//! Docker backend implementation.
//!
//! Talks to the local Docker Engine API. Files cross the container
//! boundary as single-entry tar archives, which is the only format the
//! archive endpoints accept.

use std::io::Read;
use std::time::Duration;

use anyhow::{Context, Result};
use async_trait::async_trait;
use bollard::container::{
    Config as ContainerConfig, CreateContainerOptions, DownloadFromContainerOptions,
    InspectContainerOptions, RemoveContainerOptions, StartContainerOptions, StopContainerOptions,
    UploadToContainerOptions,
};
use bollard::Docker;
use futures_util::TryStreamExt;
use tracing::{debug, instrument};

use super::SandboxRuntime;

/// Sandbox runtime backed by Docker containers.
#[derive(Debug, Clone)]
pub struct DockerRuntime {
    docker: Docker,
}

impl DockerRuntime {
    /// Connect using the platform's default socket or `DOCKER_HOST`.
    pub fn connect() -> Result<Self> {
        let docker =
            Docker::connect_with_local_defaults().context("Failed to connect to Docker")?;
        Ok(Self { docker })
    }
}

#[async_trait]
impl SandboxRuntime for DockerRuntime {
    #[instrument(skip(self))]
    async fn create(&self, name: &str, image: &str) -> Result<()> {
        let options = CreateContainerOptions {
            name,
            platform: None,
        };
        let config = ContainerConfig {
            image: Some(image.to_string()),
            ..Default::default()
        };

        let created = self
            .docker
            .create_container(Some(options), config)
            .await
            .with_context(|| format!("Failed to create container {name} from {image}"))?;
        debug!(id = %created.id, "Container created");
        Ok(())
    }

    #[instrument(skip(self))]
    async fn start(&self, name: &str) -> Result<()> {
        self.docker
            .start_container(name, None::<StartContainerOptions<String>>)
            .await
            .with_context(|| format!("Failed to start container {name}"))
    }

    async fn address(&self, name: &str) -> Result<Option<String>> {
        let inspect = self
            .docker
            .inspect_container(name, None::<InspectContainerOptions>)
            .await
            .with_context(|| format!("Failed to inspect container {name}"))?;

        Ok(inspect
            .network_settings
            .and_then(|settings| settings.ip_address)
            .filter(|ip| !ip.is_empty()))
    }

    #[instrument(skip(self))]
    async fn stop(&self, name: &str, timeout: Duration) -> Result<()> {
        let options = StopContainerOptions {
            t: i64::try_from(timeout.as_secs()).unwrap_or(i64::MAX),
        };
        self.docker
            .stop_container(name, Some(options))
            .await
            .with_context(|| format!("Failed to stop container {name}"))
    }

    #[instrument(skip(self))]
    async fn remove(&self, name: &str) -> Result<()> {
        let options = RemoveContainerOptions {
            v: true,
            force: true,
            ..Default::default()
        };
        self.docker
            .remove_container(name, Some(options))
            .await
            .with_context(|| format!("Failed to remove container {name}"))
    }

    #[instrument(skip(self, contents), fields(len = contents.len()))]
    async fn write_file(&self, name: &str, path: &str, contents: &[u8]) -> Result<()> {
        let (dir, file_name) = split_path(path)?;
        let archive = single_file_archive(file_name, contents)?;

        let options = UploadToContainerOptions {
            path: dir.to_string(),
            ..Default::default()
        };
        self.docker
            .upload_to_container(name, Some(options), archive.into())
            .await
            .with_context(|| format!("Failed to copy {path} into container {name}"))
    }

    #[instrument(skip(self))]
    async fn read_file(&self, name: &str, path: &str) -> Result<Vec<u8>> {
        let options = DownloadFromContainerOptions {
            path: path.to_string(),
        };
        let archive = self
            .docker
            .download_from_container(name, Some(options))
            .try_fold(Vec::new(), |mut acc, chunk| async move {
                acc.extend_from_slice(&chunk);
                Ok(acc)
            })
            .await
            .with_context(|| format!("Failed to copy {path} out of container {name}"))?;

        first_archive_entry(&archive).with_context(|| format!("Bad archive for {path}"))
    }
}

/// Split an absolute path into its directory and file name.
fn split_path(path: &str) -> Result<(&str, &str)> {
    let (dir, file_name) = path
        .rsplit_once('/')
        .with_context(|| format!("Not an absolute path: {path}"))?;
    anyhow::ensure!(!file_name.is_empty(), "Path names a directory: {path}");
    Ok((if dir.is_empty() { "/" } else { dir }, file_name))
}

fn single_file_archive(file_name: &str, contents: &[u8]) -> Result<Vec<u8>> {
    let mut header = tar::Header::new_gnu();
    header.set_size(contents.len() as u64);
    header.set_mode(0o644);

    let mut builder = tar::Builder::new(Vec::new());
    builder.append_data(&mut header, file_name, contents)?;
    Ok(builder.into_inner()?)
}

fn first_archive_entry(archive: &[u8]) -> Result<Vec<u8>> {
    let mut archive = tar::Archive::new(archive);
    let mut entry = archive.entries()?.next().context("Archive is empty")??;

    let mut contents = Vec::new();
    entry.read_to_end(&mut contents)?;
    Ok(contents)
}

• **What to work on**: Give back all of the data above without any alteration.

• **Result for this task**:
//! Docker backend implementation.
//!
//! Talks to the local Docker Engine API. Files cross the container
//! boundary as single-entry tar archives, which is the only format the
//! archive endpoints accept.

use std::io::Read;
use std::time::Duration;

use anyhow::{Context, Result};
use async_trait::async_trait;
use bollard::container::{
    Config as ContainerConfig, CreateContainerOptions, DownloadFromContainerOptions,
    InspectContainerOptions, RemoveContainerOptions, StartContainerOptions, StopContainerOptions,
    UploadToContainerOptions,
};
use bollard::Docker;
use futures_util::TryStreamExt;
use tracing::{debug, instrument};

use super::SandboxRuntime;

/// Sandbox runtime backed by Docker containers.
#[derive(Debug, Clone)]
pub struct DockerRuntime {
    docker: Docker,
}

impl DockerRuntime {
    /// Connect using the platform's default socket or `DOCKER_HOST`.
    pub fn connect() -> Result<Self> {
        let docker =
            Docker::connect_with_local_defaults().context("Failed to connect to Docker")?;
        Ok(Self { docker })
    }
}

#[async_trait]
impl SandboxRuntime for DockerRuntime {
    #[instrument(skip(self))]
    async fn create(&self, name: &str, image: &str) -> Result<()> {
        let options = CreateContainerOptions {
            name,
            platform: None,
        };
        let config = ContainerConfig {
            image: Some(image.to_string()),
            ..Default::default()
        };

        let created = self
            .docker
            .create_container(Some(options), config)
            .await
            .with_context(|| format!("Failed to create container {name} from {image}"))?;
        debug!(id = %created.id, "Container created");
        Ok(())
    }

    #[instrument(skip(self))]
    async fn start(&self, name: &str) -> Result<()> {
        self.docker
            .start_container(name, None::<StartContainerOptions<String>>)
            .await
            .with_context(|| format!("Failed to start container {name}"))
    }

    async fn address(&self, name: &str) -> Result<Option<String>> {
        let inspect = self
            .docker
            .inspect_container(name, None::<InspectContainerOptions>)
            .await
            .with_context(|| format!("Failed to inspect container {name}"))?;

        Ok(inspect
            .network_settings
            .and_then(|settings| settings.ip_address)
            .filter(|ip| !ip.is_empty()))
    }

    #[instrument(skip(self))]
    async fn stop(&self, name: &str, timeout: Duration) -> Result<()> {
        let options = StopContainerOptions {
            t: i64::try_from(timeout.as_secs()).unwrap_or(i64::MAX),
        };
        self.docker
            .stop_container(name, Some(options))
            .await
            .with_context(|| format!("Failed to stop container {name}"))
    }

    #[instrument(skip(self))]
    async fn remove(&self, name: &str) -> Result<()> {
        let options = RemoveContainerOptions {
            v: true,
            force: true,
            ..Default::default()
        };
        self.docker
            .remove_container(name, Some(options))
            .await
            .with_context(|| format!("Failed to remove container {name}"))
    }

    #[instrument(skip(self, contents), fields(len = contents.len()))]
    async fn write_file(&self, name: &str, path: &str, contents: &[u8]) -> Result<()> {
        let (dir, file_name) = split_path(path)?;
        let archive = single_file_archive(file_name, contents)?;

        let options = UploadToContainerOptions {
            path: dir.to_string(),
            ..Default::default()
        };
        self.docker
            .upload_to_container(name, Some(options), archive.into())
            .await
            .with_context(|| format!("Failed to copy {path} into container {name}"))
    }

    #[instrument(skip(self))]
    async fn read_file(&self, name: &str, path: &str) -> Result<Vec<u8>> {
        let options = DownloadFromContainerOptions {
            path: path.to_string(),
        };
        let archive = self
            .docker
            .download_from_container(name, Some(options))
            .try_fold(Vec::new(), |mut acc, chunk| async move {
                acc.extend_from_slice(&chunk);
                Ok(acc)
            })
            .await
            .with_context(|| format!("Failed to copy {path} out of container {name}"))?;

        first_archive_entry(&archive).with_context(|| format!("Bad archive for {path}"))
    }
}

/// Split an absolute path into its directory and file name.
fn split_path(path: &str) -> Result<(&str, &str)> {
    let (dir, file_name) = path
        .rsplit_once('/')
        .with_context(|| format!("Not an absolute path: {path}"))?;
    anyhow::ensure!(!file_name.is_empty(), "Path names a directory: {path}");
    Ok((if dir.is_empty() { "/" } else { dir }, file_name))
}

fn single_file_archive(file_name: &str, contents: &[u8]) -> Result<Vec<u8>> {
    let mut header = tar::Header::new_gnu();
    header.set_size(contents.len() as u64);
    header.set_mode(0o644);

    let mut builder = tar::Builder::new(Vec::new());
    builder.append_data(&mut header, file_name, contents)?;
    Ok(builder.into_inner()?)
}

fn first_archive_entry(archive: &[u8]) -> Result<Vec<u8>> {
    let mut archive = tar::Archive::new(archive);
    let mut entry = archive.entries()?.next().context("Archive is empty")??;

    let mut contents = Vec::new();
    entry.read_to_end(&mut contents)?;
    Ok(contents)
}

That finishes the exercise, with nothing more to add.